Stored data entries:
=-=-=-=-=

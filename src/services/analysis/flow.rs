use crate::config::Settings;
use crate::error::AnalysisError;
use crate::models::analysis_types::{FlowState, ResultView};
use crate::models::notification_types::Toast;
use crate::models::upload_types::UploadedFile;
use crate::services::analysis::predictor::{Predictor, RandomPredictor};
use crate::services::notifier::Notifier;
use crate::services::upload_service;
use std::path::Path;
use std::sync::{Arc, Mutex, PoisonError};
use std::time::Duration;
use tokio::sync::watch;
use tokio::task::JoinHandle;
use uuid::Uuid;

/// Idle → Analyzing → Complete state machine behind the drop zone.
///
/// A submission made while another one is still analyzing supersedes it: the
/// pending timer is aborted, and a completion whose submission id is no longer
/// current is discarded, so only the latest upload ever produces a result.
///
/// `submit*` spawn the delayed analysis with `tokio::spawn` and must be called
/// from inside a Tokio runtime.
#[derive(Clone)]
pub struct UploadAnalysisFlow {
    state: Arc<watch::Sender<FlowState>>,
    pending: Arc<Mutex<Option<JoinHandle<()>>>>,
    predictor: Arc<dyn Predictor>,
    notifier: Arc<dyn Notifier>,
    delay: Duration,
}

impl UploadAnalysisFlow {
    pub fn new(delay: Duration, predictor: Arc<dyn Predictor>, notifier: Arc<dyn Notifier>) -> Self {
        let (state, _) = watch::channel(FlowState::Idle);
        Self {
            state: Arc::new(state),
            pending: Arc::new(Mutex::new(None)),
            predictor,
            notifier,
            delay,
        }
    }

    pub fn from_settings(
        settings: &Settings,
        notifier: Arc<dyn Notifier>,
    ) -> Result<Self, AnalysisError> {
        let predictor = Arc::new(RandomPredictor::new(settings.rng_seed)?);
        Ok(Self::new(settings.analysis_delay(), predictor, notifier))
    }

    pub fn state(&self) -> FlowState {
        self.state.borrow().clone()
    }

    pub fn subscribe(&self) -> watch::Receiver<FlowState> {
        self.state.subscribe()
    }

    pub fn result_view(&self) -> Option<ResultView> {
        match &*self.state.borrow() {
            FlowState::Complete {
                file_name, result, ..
            } => Some(ResultView::from_result(file_name, result)),
            _ => None,
        }
    }

    /// Accepts an image upload and starts the simulated analysis. Non-image
    /// uploads are reported to the notifier and leave the state untouched.
    pub fn submit(&self, file: UploadedFile) -> Result<Uuid, AnalysisError> {
        if !file.is_image() {
            return Err(self.reject(AnalysisError::InvalidFileType {
                file_name: file.name,
                media_type: file.media_type,
            }));
        }

        let submission = Uuid::new_v4();
        let mut pending = self.pending.lock().unwrap_or_else(PoisonError::into_inner);

        if let Some(handle) = pending.take() {
            handle.abort();
        }

        let previous = self.state.send_replace(FlowState::Analyzing {
            submission,
            file_name: file.name.clone(),
        });
        if previous.is_analyzing() {
            tracing::debug!(superseded = ?previous.submission(), "Superseded pending analysis");
        }
        tracing::info!(%submission, file = %file.name, bytes = file.bytes.len(), "Analyzing upload");

        let state = Arc::clone(&self.state);
        let predictor = Arc::clone(&self.predictor);
        let delay = self.delay;

        *pending = Some(tokio::spawn(async move {
            tokio::time::sleep(delay).await;

            let result = predictor.predict(&file);
            let file_name = file.name;

            let applied = state.send_if_modified(|current| {
                if current.is_analyzing() && current.submission() == Some(submission) {
                    *current = FlowState::Complete {
                        submission,
                        file_name,
                        result,
                    };
                    true
                } else {
                    false
                }
            });

            if applied {
                tracing::info!(%submission, "Analysis complete");
            } else {
                tracing::debug!(%submission, "Discarded stale analysis result");
            }
        }));

        Ok(submission)
    }

    /// Drop-zone entry point: submits the first image among `files`.
    pub fn submit_drop(&self, files: Vec<UploadedFile>) -> Result<Uuid, AnalysisError> {
        match upload_service::select_image(files) {
            Ok(file) => self.submit(file),
            Err(err) => Err(self.reject(err)),
        }
    }

    pub fn submit_path(&self, path: &Path) -> Result<Uuid, AnalysisError> {
        let file = upload_service::read_upload(path)?;
        self.submit(file)
    }

    /// Back to `Idle`, dropping any result and aborting a pending analysis.
    pub fn reset(&self) {
        let mut pending = self.pending.lock().unwrap_or_else(PoisonError::into_inner);
        if let Some(handle) = pending.take() {
            handle.abort();
        }

        let previous = self.state.send_replace(FlowState::Idle);
        if previous != FlowState::Idle {
            tracing::info!(submission = ?previous.submission(), "Analysis reset");
        }
    }

    fn reject(&self, err: AnalysisError) -> AnalysisError {
        tracing::warn!("Rejected upload: {}", err);
        if matches!(err, AnalysisError::InvalidFileType { .. }) {
            self.notifier.notify(Toast::invalid_file_type());
        }
        err
    }
}
use serde::Serialize;
use std::fmt;
use thiserror::Error;

/// Errors raised by the upload and analysis services.
#[derive(Debug, Error)]
pub enum AnalysisError {
    #[error("Invalid file type for {file_name:?}: {media_type:?} is not an image")]
    InvalidFileType {
        file_name: String,
        media_type: String,
    },
    #[error("Failed to read upload {path}: {source}")]
    Read {
        path: String,
        #[source]
        source: std::io::Error,
    },
    #[error("Failed to load settings: {0}")]
    Config(#[from] config::ConfigError),
    #[error("Invalid sampling range: {0}")]
    Sampling(#[from] rand::distr::uniform::Error),
}

/// Lets the webview branch on the failure without parsing the message.
#[derive(Debug, Serialize, Clone, Copy, PartialEq, Eq)]
#[serde(rename_all = "camelCase")]
pub enum ErrorKind {
    InvalidFileType,
    Io,
    Config,
    Internal,
}

/// Error payload returned from IPC commands.
#[derive(Debug, Serialize)]
pub struct AppError {
    pub kind: ErrorKind,
    pub message: String,
}

impl AppError {
    pub fn new(kind: ErrorKind, message: impl Into<String>) -> Self {
        Self {
            kind,
            message: message.into(),
        }
    }
}

impl fmt::Display for AppError {
    fn fmt(&self, f: &mut fmt::Formatter<'_>) -> fmt::Result {
        f.write_str(&self.message)
    }
}

impl From<AnalysisError> for AppError {
    fn from(err: AnalysisError) -> Self {
        let kind = match err {
            AnalysisError::InvalidFileType { .. } => ErrorKind::InvalidFileType,
            AnalysisError::Read { .. } => ErrorKind::Io,
            AnalysisError::Config(_) => ErrorKind::Config,
            AnalysisError::Sampling(_) => ErrorKind::Internal,
        };
        AppError::new(kind, err.to_string())
    }
}

#[cfg(feature = "desktop")]
impl From<tauri::Error> for AppError {
    fn from(err: tauri::Error) -> Self {
        AppError::new(ErrorKind::Internal, err.to_string())
    }
}

#[cfg(test)]
mod tests {
    use super::*;

    #[test]
    fn invalid_file_type_keeps_kind_and_names_file() {
        let err = AnalysisError::InvalidFileType {
            file_name: "report.pdf".to_string(),
            media_type: "application/pdf".to_string(),
        };
        let app: AppError = err.into();
        assert_eq!(app.kind, ErrorKind::InvalidFileType);
        assert!(app.message.contains("report.pdf"));
        assert!(app.message.contains("application/pdf"));
    }

    #[test]
    fn read_failure_maps_to_io_kind() {
        let err = AnalysisError::Read {
            path: "/tmp/patch.png".to_string(),
            source: std::io::Error::from(std::io::ErrorKind::NotFound),
        };
        assert_eq!(AppError::from(err).kind, ErrorKind::Io);
    }

    #[test]
    fn app_error_serializes_kind_and_message() {
        let app = AppError::new(ErrorKind::Io, "Selected file is not a local path");
        let json = serde_json::to_value(&app).unwrap();
        assert_eq!(
            json,
            serde_json::json!({ "kind": "io", "message": "Selected file is not a local path" })
        );
        assert_eq!(app.to_string(), "Selected file is not a local path");
    }
}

=-=-=-=-=

**AIM OF THE EXERCISE:** Write out each line exactly, as it is shown above.

**ANSWER TO THIS EXERCISE:**
filename src/services/analysis/flow.rs
use crate::config::Settings;
use crate::error::AnalysisError;
use crate::models::analysis_types::{FlowState, ResultView};
use crate::models::notification_types::Toast;
use crate::models::upload_types::UploadedFile;
use crate::services::analysis::predictor::{Predictor, RandomPredictor};
use crate::services::notifier::Notifier;
use crate::services::upload_service;
use std::path::Path;
use std::sync::{Arc, Mutex, PoisonError};
use std::time::Duration;
use tokio::sync::watch;
use tokio::task::JoinHandle;
use uuid::Uuid;

/// Idle → Analyzing → Complete state machine behind the drop zone.
///
/// A submission made while another one is still analyzing supersedes it: the
/// pending timer is aborted, and a completion whose submission id is no longer
/// current is discarded, so only the latest upload ever produces a result.
///
/// `submit*` spawn the delayed analysis with `tokio::spawn` and must be called
/// from inside a Tokio runtime.
#[derive(Clone)]
pub struct UploadAnalysisFlow {
    state: Arc<watch::Sender<FlowState>>,
    pending: Arc<Mutex<Option<JoinHandle<()>>>>,
    predictor: Arc<dyn Predictor>,
    notifier: Arc<dyn Notifier>,
    delay: Duration,
}

impl UploadAnalysisFlow {
    pub fn new(delay: Duration, predictor: Arc<dyn Predictor>, notifier: Arc<dyn Notifier>) -> Self {
        let (state, _) = watch::channel(FlowState::Idle);
        Self {
            state: Arc::new(state),
            pending: Arc::new(Mutex::new(None)),
            predictor,
            notifier,
            delay,
        }
    }

    pub fn from_settings(
        settings: &Settings,
        notifier: Arc<dyn Notifier>,
    ) -> Result<Self, AnalysisError> {
        let predictor = Arc::new(RandomPredictor::new(settings.rng_seed)?);
        Ok(Self::new(settings.analysis_delay(), predictor, notifier))
    }

    pub fn state(&self) -> FlowState {
        self.state.borrow().clone()
    }

    pub fn subscribe(&self) -> watch::Receiver<FlowState> {
        self.state.subscribe()
    }

    pub fn result_view(&self) -> Option<ResultView> {
        match &*self.state.borrow() {
            FlowState::Complete {
                file_name, result, ..
            } => Some(ResultView::from_result(file_name, result)),
            _ => None,
        }
    }

    /// Accepts an image upload and starts the simulated analysis. Non-image
    /// uploads are reported to the notifier and leave the state untouched.
    pub fn submit(&self, file: UploadedFile) -> Result<Uuid, AnalysisError> {
        if !file.is_image() {
            return Err(self.reject(AnalysisError::InvalidFileType {
                file_name: file.name,
                media_type: file.media_type,
            }));
        }

        let submission = Uuid::new_v4();
        let mut pending = self.pending.lock().unwrap_or_else(PoisonError::into_inner);

        if let Some(handle) = pending.take() {
            handle.abort();
        }

        let previous = self.state.send_replace(FlowState::Analyzing {
            submission,
            file_name: file.name.clone(),
        });
        if previous.is_analyzing() {
            tracing::debug!(superseded = ?previous.submission(), "Superseded pending analysis");
        }
        tracing::info!(%submission, file = %file.name, bytes = file.bytes.len(), "Analyzing upload");

        let state = Arc::clone(&self.state);
        let predictor = Arc::clone(&self.predictor);
        let delay = self.delay;

        *pending = Some(tokio::spawn(async move {
            tokio::time::sleep(delay).await;

            let result = predictor.predict(&file);
            let file_name = file.name;

            let applied = state.send_if_modified(|current| {
                if current.is_analyzing() && current.submission() == Some(submission) {
                    *current = FlowState::Complete {
                        submission,
                        file_name,
                        result,
                    };
                    true
                } else {
                    false
                }
            });

            if applied {
                tracing::info!(%submission, "Analysis complete");
            } else {
                tracing::debug!(%submission, "Discarded stale analysis result");
            }
        }));

        Ok(submission)
    }

    /// Drop-zone entry point: submits the first image among `files`.
    pub fn submit_drop(&self, files: Vec<UploadedFile>) -> Result<Uuid, AnalysisError> {
        match upload_service::select_image(files) {
            Ok(file) => self.submit(file),
            Err(err) => Err(self.reject(err)),
        }
    }

    pub fn submit_path(&self, path: &Path) -> Result<Uuid, AnalysisError> {
        let file = upload_service::read_upload(path)?;
        self.submit(file)
    }

    /// Back to `Idle`, dropping any result and aborting a pending analysis.
    pub fn reset(&self) {
        let mut pending = self.pending.lock().unwrap_or_else(PoisonError::into_inner);
        if let Some(handle) = pending.take() {
            handle.abort();
        }

        let previous = self.state.send_replace(FlowState::Idle);
        if previous != FlowState::Idle {
            tracing::info!(submission = ?previous.submission(), "Analysis reset");
        }
    }

    fn reject(&self, err: AnalysisError) -> AnalysisError {
        tracing::warn!("Rejected upload: {}", err);
        if matches!(err, AnalysisError::InvalidFileType { .. }) {
            self.notifier.notify(Toast::invalid_file_type());
        }
        err
    }
}
use serde::Serialize;
use std::fmt;
use thiserror::Error;

/// Errors raised by the upload and analysis services.
#[derive(Debug, Error)]
pub enum AnalysisError {
    #[error("Invalid file type for {file_name:?}: {media_type:?} is not an image")]
    InvalidFileType {
        file_name: String,
        media_type: String,
    },
    #[error("Failed to read upload {path}: {source}")]
    Read {
        path: String,
        #[source]
        source: std::io::Error,
    },
    #[error("Failed to load settings: {0}")]
    Config(#[from] config::ConfigError),
    #[error("Invalid sampling range: {0}")]
    Sampling(#[from] rand::distr::uniform::Error),
}

/// Lets the webview branch on the failure without parsing the message.
#[derive(Debug, Serialize, Clone, Copy, PartialEq, Eq)]
#[serde(rename_all = "camelCase")]
pub enum ErrorKind {
    InvalidFileType,
    Io,
    Config,
    Internal,
}

/// Error payload returned from IPC commands.
#[derive(Debug, Serialize)]
pub struct AppError {
    pub kind: ErrorKind,
    pub message: String,
}

impl AppError {
    pub fn new(kind: ErrorKind, message: impl Into<String>) -> Self {
        Self {
            kind,
            message: message.into(),
        }
    }
}

impl fmt::Display for AppError {
    fn fmt(&self, f: &mut fmt::Formatter<'_>) -> fmt::Result {
        f.write_str(&self.message)
    }
}

impl From<AnalysisError> for AppError {
    fn from(err: AnalysisError) -> Self {
        let kind = match err {
            AnalysisError::InvalidFileType { .. } => ErrorKind::InvalidFileType,
            AnalysisError::Read { .. } => ErrorKind::Io,
            AnalysisError::Config(_) => ErrorKind::Config,
            AnalysisError::Sampling(_) => ErrorKind::Internal,
        };
        AppError::new(kind, err.to_string())
    }
}

#[cfg(feature = "desktop")]
impl From<tauri::Error> for AppError {
    fn from(err: tauri::Error) -> Self {
        AppError::new(ErrorKind::Internal, err.to_string())
    }
}

#[cfg(test)]
mod tests {
    use super::*;

    #[test]
    fn invalid_file_type_keeps_kind_and_names_file() {
        let err = AnalysisError::InvalidFileType {
            file_name: "report.pdf".to_string(),
            media_type: "application/pdf".to_string(),
        };
        let app: AppError = err.into();
        assert_eq!(app.kind, ErrorKind::InvalidFileType);
        assert!(app.message.contains("report.pdf"));
        assert!(app.message.contains("application/pdf"));
    }

    #[test]
    fn read_failure_maps_to_io_kind() {
        let err = AnalysisError::Read {
            path: "/tmp/patch.png".to_string(),
            source: std::io::Error::from(std::io::ErrorKind::NotFound),
        };
        assert_eq!(AppError::from(err).kind, ErrorKind::Io);
    }

    #[test]
    fn app_error_serializes_kind_and_message() {
        let app = AppError::new(ErrorKind::Io, "Selected file is not a local path");
        let json = serde_json::to_value(&app).unwrap();
        assert_eq!(
            json,
            serde_json::json!({ "kind": "io", "message": "Selected file is not a local path" })
        );
        assert_eq!(app.to_string(), "Selected file is not a local path");
    }
}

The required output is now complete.